Cite this article as:
Davis, T. Asthma – medical management, Don't Forget the Bubbles, 2013. Available at:

A 9 year old boy is rushed into ED with what is clearly a severe exacerbation of his asthma. His sats are 80%, his RR is 60-70 and he is not looking great. You can hear some air entry with a bit of wheeze. He clearly needs some good treatment and he needs it quickly. Which drugs you choose? What is the evidence for asthma treatment and what are the principles of managing the critical asthmatic?

The first thing to note is that asthma management is not cut and dry – there is huge variation in treatment and doses. A study by Babel et al (2007) found 39 different dosing regimes for IV salbutamol and a highly variable practice for severe asthma. The reason for that is that the evidence is not strong.

The post is based on very lovely podcasts by Andy Neill (Emergency Medicine Ireland), Scott Weingart (EMCrit) and Colin Parker (EMPEM). This post (Part I) focuses on medical management of asthma. Part II is on ventilation strategies.

Inhaled salbutamol

We are all familiar with using inhaled or nebulised salbutamol and know that it stimulates beta receptors to give bronchodilation. The thinking now is that giving continuous nebulisation is optimal for inhaled treatment, as intermittent nebs can cause a rebound bronchoconstriction.

Use it.

Inhaled ipratropium bromide

This is an anticholinergic and is often given inhaled along with salbutamol.

In 2005, Rodrigo looked at children treated with salbutamol and ipratropium bromide (there were 1800 children across 10 studies). It found significantly lower admission rates for those treated with ipratropium bromide too (NNT 13).

And in 2006, Munro looked at acute childhood asthma being treated with salbutamol and iptratropium bromide. It did show a reduction in time to recovery and discharge, and it reduced admission rates in the moderate to severe groups. A Cochrane review showed only mild benefits.
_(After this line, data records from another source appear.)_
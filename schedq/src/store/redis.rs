//! Redis 存储实现
//! Redis store implementation
//!
//! 任务本体保存在 hash 中，下次运行时间保存在 sorted set 中作为二级索引；
//! 写操作通过原子管道执行，保证两个结构同步推进。
//! Job bodies live in a hash and next run times in a sorted set acting as
//! the secondary index; writes go through atomic pipelines so both
//! structures advance together.

use crate::error::{Error, Result};
use crate::job::{state_dump, state_load, Job};
use crate::store::Store;
use async_trait::async_trait;
use chrono::{DateTime, Utc};
use redis::aio::MultiplexedConnection;
use redis::AsyncCommands;

/// 任务 hash 的键 - field: 任务 id, value: 任务状态字节
/// Key of the job hash - field: job id, value: job state bytes
pub const JOBS_KEY: &str = "schedq.jobs";

/// 运行时间 sorted set 的键 - member: 任务 id, score: unix 秒
/// Key of the run time sorted set - member: job id, score: unix seconds
pub const RUN_TIMES_KEY: &str = "schedq.run_times";

/// Redis 存储
/// Redis store
pub struct RedisStore {
  client: redis::Client,
}

impl RedisStore {
  /// 从已有客户端创建
  /// Create from an existing client
  pub fn new(client: redis::Client) -> Self {
    Self { client }
  }

  /// 从连接地址创建，例如 `redis://127.0.0.1:6379`
  /// Create from a connection URL, e.g. `redis://127.0.0.1:6379`
  pub fn open(url: &str) -> Result<Self> {
    Ok(Self {
      client: redis::Client::open(url)?,
    })
  }

  async fn connection(&self) -> Result<MultiplexedConnection> {
    Ok(self.client.get_multiplexed_async_connection().await?)
  }

  async fn put_job(&self, j: &Job) -> Result<()> {
    let state = state_dump(j)?;
    let mut conn = self.connection().await?;
    let _: () = redis::pipe()
      .atomic()
      .hset(JOBS_KEY, &j.id, state)
      .zadd(RUN_TIMES_KEY, &j.id, j.next_run_time.timestamp())
      .query_async(&mut conn)
      .await?;
    Ok(())
  }
}

#[async_trait]
impl Store for RedisStore {
  async fn init(&self) -> Result<()> {
    Ok(())
  }

  async fn add_job(&self, j: &Job) -> Result<()> {
    self.put_job(j).await
  }

  async fn get_job(&self, id: &str) -> Result<Job> {
    let mut conn = self.connection().await?;
    let state: Option<Vec<u8>> = conn.hget(JOBS_KEY, id).await?;
    match state {
      Some(state) => state_load(&state),
      None => Err(Error::job_not_found(id)),
    }
  }

  async fn get_all_jobs(&self) -> Result<Vec<Job>> {
    let mut conn = self.connection().await?;
    let states: Vec<(String, Vec<u8>)> = conn.hgetall(JOBS_KEY).await?;
    states.iter().map(|(_, state)| state_load(state)).collect()
  }

  async fn update_job(&self, j: &Job) -> Result<()> {
    let mut conn = self.connection().await?;
    let exists: bool = conn.hexists(JOBS_KEY, &j.id).await?;
    if !exists {
      return Err(Error::job_not_found(j.id.as_str()));
    }
    self.put_job(j).await
  }

  async fn delete_job(&self, id: &str) -> Result<()> {
    let mut conn = self.connection().await?;
    let _: () = redis::pipe()
      .atomic()
      .hdel(JOBS_KEY, id)
      .zrem(RUN_TIMES_KEY, id)
      .query_async(&mut conn)
      .await?;
    Ok(())
  }

  async fn delete_all_jobs(&self) -> Result<()> {
    let mut conn = self.connection().await?;
    let _: () = redis::pipe()
      .atomic()
      .del(JOBS_KEY)
      .del(RUN_TIMES_KEY)
      .query_async(&mut conn)
      .await?;
    Ok(())
  }

  async fn get_next_run_time(&self) -> Result<Option<DateTime<Utc>>> {
    let mut conn = self.connection().await?;
    let run_times: Vec<(String, i64)> = conn.zrange_withscores(RUN_TIMES_KEY, 0, 0).await?;
    Ok(
      run_times
        .first()
        .and_then(|(_, score)| DateTime::from_timestamp(*score, 0)),
    )
  }

  async fn clear(&self) -> Result<()> {
    self.delete_all_jobs().await
  }
}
It’s not clear that ipratropium is fabulous or even how long to keep giving it for. In ICU we do not give it, and that is because the anti-cholinergic effect dries up secretions causing plugging and problems with ventilation.

The best advice is to give it with the first three salbutamol nebs as it may have a good effect on moderate to severe asthma.

IV magnesium sulphate

Magnesium sulphate is a smooth muscle relaxant but we do not know its exact mechanism of action.

A Cochrane review in 2009 (660 patients but a mix of kids and adults) concluded that whilst magnesium should not be used routinely, it can help with more severe exacerbations. And Rowe in 2008 demonstrated that a single dose of IV magnesium is effective in reducing hospitalisation rates.

BestBet asked the question (2004) – does IV magnesium sulphate in status asthmaticus reduce admission rates? 3 of 4 studies showed a significant reduction in hospitalisation rates. The NNT here was an astounding 3. As discussed in the podcast – this seems like a strange question…surely everyone receiving magnesium sulphate will be severe enough to require admission anyway? So there are questions about this that have left many people stumped.

The evidence is sketchy but it does seem that a single dose of IV magnesium can be used effectively. It’s certainly worth a try in ED to help stave off an ICU admission – it is a relatively safe drug.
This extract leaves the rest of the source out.